October 2009 Archive

C# Replace New Lines

October 29th, 2009

If you know you’re working on the Windows platform and all data will come from Windows then to replace newlines using C#.NET we just use.

myString=myString.Replace(Environment.NewLine,"");

In all other cases it’s much safer to string together the Replace function to cover all possibilities.

myString=myString.Replace("\r", "").Replace("\n", "");

C# IsNumeric

October 28th, 2009

If you do a search for ‘C# IsNumeric’ you’ll find a lot of hits talking about why this function is available in VB.NET but not in C#.NET. It’s used to test if a given string can be converted to a number.

I agree it’s a very useful function and there’s lots of possible solutions, the main ones being

  1. Loop through the string and check each Char is a number
  2. Use Double.TryParse is a very popular one since it doesn’t throw an exception on failure
  3. Use Convert.ToInt32 inside a try/catch block
  4. Using a Regex expression

I really wanted to use Double.TryParse but unfortunately this will return true for numbers that are decimals. Therefore if you want to test a string for whole numbers you also have to check the string for periods or commas (using string.contains) depending on your locale.

For this reason I tend to use the Regex solution, mainly because it’s very short and simple to implement.

public static bool IsNumeric(string str)
       {
            return Regex.IsMatch(str, "^[0-9]+$");
       }

It also requires the using directive System.Text.RegularExpressions

Linux Out of Box Experience

October 15th, 2009

I recently had a problem with a 2 page document scanned to pdf that was far too light to read, the black text had become light grey and the contrast was too low.

I searched how to fix this but everything suggested using Photoshop to edit each page, then save to pdf and finally using some extra program to stitch the 2 pdf files together.

At this point it was obviously going to be easier using Linux so I opened Virtualbox and started Fedora 11.

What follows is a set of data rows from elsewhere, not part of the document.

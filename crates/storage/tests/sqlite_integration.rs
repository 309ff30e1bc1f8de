use assess_core::Score;
use assess_core::model::{AnswerMap, NewTestResult, OptionToken, QuestionId, TestCategory, UserId};
use assess_core::time::{fixed_clock, fixed_now};
use chrono::Duration;
use storage::repository::{AccountRepository, NewAccount, ResultRepository, StorageError};
use storage::sqlite::SqliteRepository;

fn token(c: char) -> OptionToken {
    OptionToken::from_letter(c).unwrap()
}

fn sample_result(user: &str, correct: u32) -> NewTestResult {
    let answers = AnswerMap::new()
        .with_answer(QuestionId::new(1), token('b'))
        .with_answer(QuestionId::new(4), token('a'));
    NewTestResult::new(
        UserId::new(user),
        TestCategory::Kids,
        Score::from_counts(correct, 5),
        answers,
    )
}

#[tokio::test]
async fn sqlite_round_trips_results() {
    let repo = SqliteRepository::connect("sqlite:file:memdb_results?mode=memory&cache=shared")
        .await
        .expect("connect")
        .with_clock(fixed_clock());
    repo.migrate().await.expect("migrate");

    let written = sample_result("user-1", 4);
    let id = repo.write_result(&written).await.expect("write");

    let stored = repo.get_result(id).await.expect("fetch");
    assert_eq!(stored.id(), id);
    assert_eq!(stored.user_id(), &UserId::new("user-1"));
    assert_eq!(stored.category(), TestCategory::Kids);
    assert_eq!(
        stored.score(),
        Score {
            correct: 4,
            total: 5,
            percentage: 80
        }
    );
    assert_eq!(stored.answers(), &written.answers);
    assert_eq!(stored.created_at(), fixed_now());
}

#[tokio::test]
async fn sqlite_never_merges_repeated_writes() {
    let repo = SqliteRepository::connect("sqlite:file:memdb_append?mode=memory&cache=shared")
        .await
        .expect("connect");
    repo.migrate().await.expect("migrate");

    let result = sample_result("user-2", 2);
    let first = repo.write_result(&result).await.unwrap();
    let second = repo.write_result(&result).await.unwrap();
    assert_ne!(first, second);

    let rows = repo
        .list_results_for_user(&UserId::new("user-2"), 10)
        .await
        .unwrap();
    assert_eq!(rows.len(), 2);
}

#[tokio::test]
async fn sqlite_lists_newest_first_per_user() {
    let mut clock = fixed_clock();
    let base = SqliteRepository::connect("sqlite:file:memdb_listing?mode=memory&cache=shared")
        .await
        .expect("connect");
    base.migrate().await.expect("migrate");

    let older = base
        .clone()
        .with_clock(clock)
        .write_result(&sample_result("user-3", 1))
        .await
        .unwrap();
    clock.advance(Duration::minutes(10));
    let newer = base
        .clone()
        .with_clock(clock)
        .write_result(&sample_result("user-3", 5))
        .await
        .unwrap();
    base.clone()
        .with_clock(clock)
        .write_result(&sample_result("someone-else", 3))
        .await
        .unwrap();

    let rows = base
        .list_results_for_user(&UserId::new("user-3"), 10)
        .await
        .unwrap();
    let ids: Vec<_> = rows.iter().map(|r| r.id()).collect();
    assert_eq!(ids, vec![newer, older]);
    assert!(rows[0].score().is_perfect());
}

#[tokio::test]
async fn sqlite_missing_result_is_not_found() {
    let repo = SqliteRepository::connect("sqlite:file:memdb_missing?mode=memory&cache=shared")
        .await
        .expect("connect");
    repo.migrate().await.expect("migrate");

    let err = repo
        .get_result(assess_core::model::ResultId::new(404))
        .await
        .unwrap_err();
    assert!(matches!(err, StorageError::NotFound));
}

#[tokio::test]
async fn sqlite_accounts_enforce_unique_email() {
    let repo = SqliteRepository::connect("sqlite:file:memdb_accounts?mode=memory&cache=shared")
        .await
        .expect("connect");
    repo.migrate().await.expect("migrate");
    // Migrations are idempotent.
    repo.migrate().await.expect("migrate twice");

    let account = NewAccount {
        user_id: UserId::new("uid-a"),
        email: "learner@example.com".into(),
        password_hash: "$argon2id$stub".into(),
    };
    repo.insert_account(&account).await.unwrap();

    let dup = NewAccount {
        user_id: UserId::new("uid-b"),
        ..account.clone()
    };
    assert!(matches!(
        repo.insert_account(&dup).await,
        Err(StorageError::Conflict)
    ));

    let found = repo
        .find_account_by_email("learner@example.com")
        .await
        .unwrap()
        .expect("account exists");
    assert_eq!(found.user_id, account.user_id);
    assert!(
        repo.find_account_by_email("nobody@example.com")
            .await
            .unwrap()
            .is_none()
    );
}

I imported the pdf pages into GIMP, edited them and saved as pdf, then I used Ghostscript to join the files using the following command:

gs -dBATCH -dNOPAUSE -q -sDEVICE=pdfwrite -sOutputFile=finished.pdf file1.pdf file2.pdf

I could have done all of this on Windows but not without searching and installing extra programs, in Fedora it was all just there

This is one of the reasons I love Linux, for me the out of box experience leaves Windows in the dust.